Here at EMSI, we’ve identified the skills gap largely as a regional issue—you only need oil drillers where there is oil, and finance jobs are booming in the Southeast but not the Northwest. Using EMSI data to determine which skills are in demand in Massachusetts, the Boston Globe recently published an article that provides a sampling of growing middle-skill jobs in the region and offers insights about how to identify an associate’s degree program that will provide a high return on investment.
In Massachusetts, the need for technical skills is most evident in the health care industry.
For example, EMSI anticipates there will be more than 6,800 new jobs for registered nurses created in Boston before 2018, with almost 2,000 more jobs being added throughout the rest of the state.
And nursing isn’t the only skill that will be in demand in the health care industry. Health care is one of the fields where middle-skill jobs are most common, said Brian Points, an economist at EMSI. EMSI puts medical secretary, EMT, and medical lab technician among the professions with the highest projected growth by 2018.
Interestingly enough, four of the seven Top Paying Jobs You Can Get With an Associates Degree recently identified by the Boston Globe are also in the health care industry. Of course, there are middle-skill positions outside of health care, such as insurance clerks or social service assistants, that are also growing.
Training Programs and Colleges
“A general bachelor’s degree is not as valuable as it used to be,” said Points. “It’s not as valuable as someone who knows how to work directly with equipment.”

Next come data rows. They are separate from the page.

//! Tool layer: the closed tool set, per-tool argument schemas, backing
//! stores, and the HTTP egress adapters.
//!
//! Each tool declares its argument schema as a plain struct with
//! `deny_unknown_fields`; the registry owns the schema/executor pairing and
//! the environment allowlists the policy reads at decision time.

pub mod adapter;
pub mod docs;
pub mod http_mock;
pub mod http_real;
pub mod registry;
pub mod tickets;

use std::fmt;
use std::str::FromStr;

use serde::{Deserialize, Serialize};
use thiserror::Error;

// ── Tool names ──────────────────────────────────────────────────

/// The closed set of tools the gateway mediates.
#[derive(Debug, Clone, Copy, PartialEq, Eq, Hash)]
pub enum ToolName {
    /// Keyword search over the document store.
    SearchDocs,
    /// Read one document by id.
    ReadDoc,
    /// Outbound HTTP GET through the configured adapter.
    HttpGet,
    /// Create a ticket in a project.
    CreateTicket,
    /// Read-only SQL query.
    DbQueryReadonly,
}

impl ToolName {
    /// All registered tools.
    pub const ALL: [ToolName; 5] = [
        ToolName::SearchDocs,
        ToolName::ReadDoc,
        ToolName::HttpGet,
        ToolName::CreateTicket,
        ToolName::DbQueryReadonly,
    ];

    /// Wire name of the tool.
    pub fn as_str(self) -> &'static str {
        match self {
            ToolName::SearchDocs => "search_docs",
            ToolName::ReadDoc => "read_doc",
            ToolName::HttpGet => "http_get",
            ToolName::CreateTicket => "create_ticket",
            ToolName::DbQueryReadonly => "db_query_readonly",
        }
    }
}

impl fmt::Display for ToolName {
    fn fmt(&self, f: &mut fmt::Formatter<'_>) -> fmt::Result {
        f.write_str(self.as_str())
    }
}

/// Error for tool names outside the closed set.
#[derive(Debug, Error, PartialEq, Eq)]
#[error("tool '{0}' is not registered")]
pub struct UnknownTool(#[doc = "The rejected name."] pub String);

impl FromStr for ToolName {
    type Err = UnknownTool;

    fn from_str(s: &str) -> Result<Self, Self::Err> {
        match s {
            "search_docs" => Ok(ToolName::SearchDocs),
            "read_doc" => Ok(ToolName::ReadDoc),
            "http_get" => Ok(ToolName::HttpGet),
            "create_ticket" => Ok(ToolName::CreateTicket),
            "db_query_readonly" => Ok(ToolName::DbQueryReadonly),
            other => Err(UnknownTool(other.to_owned())),
        }
    }
}

// ── Argument schemas ────────────────────────────────────────────

/// Arguments for `search_docs`.
#[derive(Debug, Clone, PartialEq, Serialize, Deserialize)]
#[serde(deny_unknown_fields)]
pub struct SearchDocsArgs {
    /// Search query.
    pub query: String,
}

/// Arguments for `read_doc`.
#[derive(Debug, Clone, PartialEq, Serialize, Deserialize)]
#[serde(deny_unknown_fields)]
pub struct ReadDocArgs {
    /// Document identifier.
    pub doc_id: String,
}

/// Arguments for `http_get`.
#[derive(Debug, Clone, PartialEq, Serialize, Deserialize)]
#[serde(deny_unknown_fields)]
pub struct HttpGetArgs {
    /// Target URL.
    pub url: String,
    /// Whether the caller asks to follow redirects; the adapter's own
    /// redirect policy still applies.
    #[serde(default)]
    pub follow_redirects: bool,
}

/// Arguments for `create_ticket`.
#[derive(Debug, Clone, PartialEq, Serialize, Deserialize)]
#[serde(deny_unknown_fields)]
pub struct CreateTicketArgs {
    /// Ticket project key.
    pub project: String,
    /// Ticket title.
    pub title: String,
    /// Ticket body.
    pub body: String,
}

/// Arguments for `db_query_readonly`.
#[derive(Debug, Clone, PartialEq, Serialize, Deserialize)]
#[serde(deny_unknown_fields)]
pub struct DbQueryReadonlyArgs {
    /// SQL text; write statements are rejected.
    pub sql: String,
}

/// Schema validation failure with a coarse kind for the reason code.
#[derive(Debug, Error)]
#[error("schema_validation_failed:{kind}")]
pub struct SchemaError {
    /// Failure kind: `missing_field`, `unknown_field`, `invalid_type`, or
    /// `invalid`.
    pub kind: &'static str,
    /// Underlying parser message.
    pub message: String,
}

fn classify(err: &serde_json::Error) -> &'static str {
    let message = err.to_string();
    if message.starts_with("missing field") {
        "missing_field"
    } else if message.starts_with("unknown field") {
        "unknown_field"
    } else if message.starts_with("invalid type") {
        "invalid_type"
    } else {
        "invalid"
    }
}

/// Validated, typed arguments for one tool call.
#[derive(Debug, Clone, PartialEq, Serialize)]
#[serde(untagged)]
pub enum ToolArgs {
    /// Validated `search_docs` arguments.
    SearchDocs(SearchDocsArgs),
    /// Validated `read_doc` arguments.
    ReadDoc(ReadDocArgs),
    /// Validated `http_get` arguments.
    HttpGet(HttpGetArgs),
    /// Validated `create_ticket` arguments.
    CreateTicket(CreateTicketArgs),
    /// Validated `db_query_readonly` arguments.
    DbQueryReadonly(DbQueryReadonlyArgs),
}

impl ToolArgs {
    /// Validate a raw argument object against the tool's schema.
    pub fn parse(tool: ToolName, raw: &serde_json::Value) -> Result<ToolArgs, SchemaError> {
        fn typed<T: serde::de::DeserializeOwned>(
            raw: &serde_json::Value,
        ) -> Result<T, SchemaError> {
            serde_json::from_value(raw.clone()).map_err(|e| SchemaError {
                kind: classify(&e),
                message: e.to_string(),
            })
        }

        Ok(match tool {
            ToolName::SearchDocs => ToolArgs::SearchDocs(typed(raw)?),
            ToolName::ReadDoc => ToolArgs::ReadDoc(typed(raw)?),
            ToolName::HttpGet => ToolArgs::HttpGet(typed(raw)?),
            ToolName::CreateTicket => ToolArgs::CreateTicket(typed(raw)?),
            ToolName::DbQueryReadonly => ToolArgs::DbQueryReadonly(typed(raw)?),
        })
    }

    /// The tool these arguments belong to.
    pub fn tool(&self) -> ToolName {
        match self {
            ToolArgs::SearchDocs(_) => ToolName::SearchDocs,
            ToolArgs::ReadDoc(_) => ToolName::ReadDoc,
            ToolArgs::HttpGet(_) => ToolName::HttpGet,
            ToolArgs::CreateTicket(_) => ToolName::CreateTicket,
            ToolArgs::DbQueryReadonly(_) => ToolName::DbQueryReadonly,
        }
    }

    /// The validated arguments as a plain JSON object (for policy input,
    /// canary scanning, and approval echoes).
    pub fn to_value(&self) -> serde_json::Value {
        serde_json::to_value(self).unwrap_or_default()
    }
}

// ── Executor errors ─────────────────────────────────────────────

/// Structured failure from a tool backend. The gateway converts these to
/// denied results, using `code` as the reason.
#[derive(Debug, Clone, Error, PartialEq, Eq)]
#[error("{code}: {message}")]
pub struct ToolError {
    /// Stable machine-readable code.
    pub code: String,
    /// Human-readable description.
    pub message: String,
}

impl ToolError {
    /// Build a tool error.
    pub fn new(code: impl Into<String>, message: impl Into<String>) -> Self {
        Self {
            code: code.into(),
            message: message.into(),
        }
    }

    /// Generic execution failure for a tool, used when the backend supplies
    /// no structured code.
    pub fn execution_failed(tool: ToolName, message: impl Into<String>) -> Self {
        Self {
            code: format!("{tool}_execution_failed"),
            message: message.into(),
        }
    }
}

#[cfg(test)]
mod tests {
    use super::*;
    use serde_json::json;

    #[test]
    fn test_tool_name_round_trip() {
        for tool in ToolName::ALL {
            let parsed: ToolName = tool.as_str().parse().expect("parse");
            assert_eq!(parsed, tool);
        }
        assert!("delete_everything".parse::<ToolName>().is_err());
    }

    #[test]
    fn test_parse_valid_args() {
        let args = ToolArgs::parse(
            ToolName::CreateTicket,
            &json!({"project": "SEC", "title": "T", "body": "b"}),
        )
        .expect("parse");
        assert_eq!(args.tool(), ToolName::CreateTicket);
        assert_eq!(args.to_value()["project"], "SEC");
    }

    #[test]
    fn test_parse_missing_field() {
        let err = ToolArgs::parse(ToolName::CreateTicket, &json!({"project": "SEC"}))
            .expect_err("missing title/body");
        assert_eq!(err.kind, "missing_field");
    }

    #[test]
    fn test_parse_unknown_field() {
        let err = ToolArgs::parse(
            ToolName::ReadDoc,
            &json!({"doc_id": "faq", "extra": true}),
        )
        .expect_err("unknown field");
        assert_eq!(err.kind, "unknown_field");
    }

    #[test]
    fn test_parse_invalid_type() {
        let err = ToolArgs::parse(ToolName::HttpGet, &json!({"url": 42}))
            .expect_err("url must be a string");
        assert_eq!(err.kind, "invalid_type");
    }

    #[test]
    fn test_http_get_default_redirects() {
        let args = ToolArgs::parse(ToolName::HttpGet, &json!({"url": "https://x.tld/"}))
            .expect("parse");
        match args {
            ToolArgs::HttpGet(inner) => assert!(!inner.follow_redirects),
            other => panic!("expected http_get args, got {:?}", other.tool()),
        }
    }
}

Since Massachusetts is well known for its public school system, the article highlights associate’s degree programs in the state’s community colleges as an avenue for which jobseekers could learn in-demand skills. However, the article urges readers to consider reputation before investing in a program, especially if the program is for-profit or at a private institution, and it emphasizes that connecting students to employment opportunities is a critical part of a college’s role.
The article identified Career Coach, EMSI’s online tool that maps a college’s programs to career opportunities, as an example of how schools can offer students clear pathways to careers:
A few schools in Massachusetts—Mount Wachusett Community College and the Massachusetts College of Pharmacy and Health Sciences—use an EMSI product called Career Coach that shows students a detailed and up-to-date picture of the employment opportunities graduates of a certain program will find.
Points says more and more schools will start tracking and sharing their students’ employment opportunities as education becomes focused on training students for specific jobs. He even sees traditional four-year universities waking up to the reality. “They’re having to answer questions they haven’t had to answer,” Points said.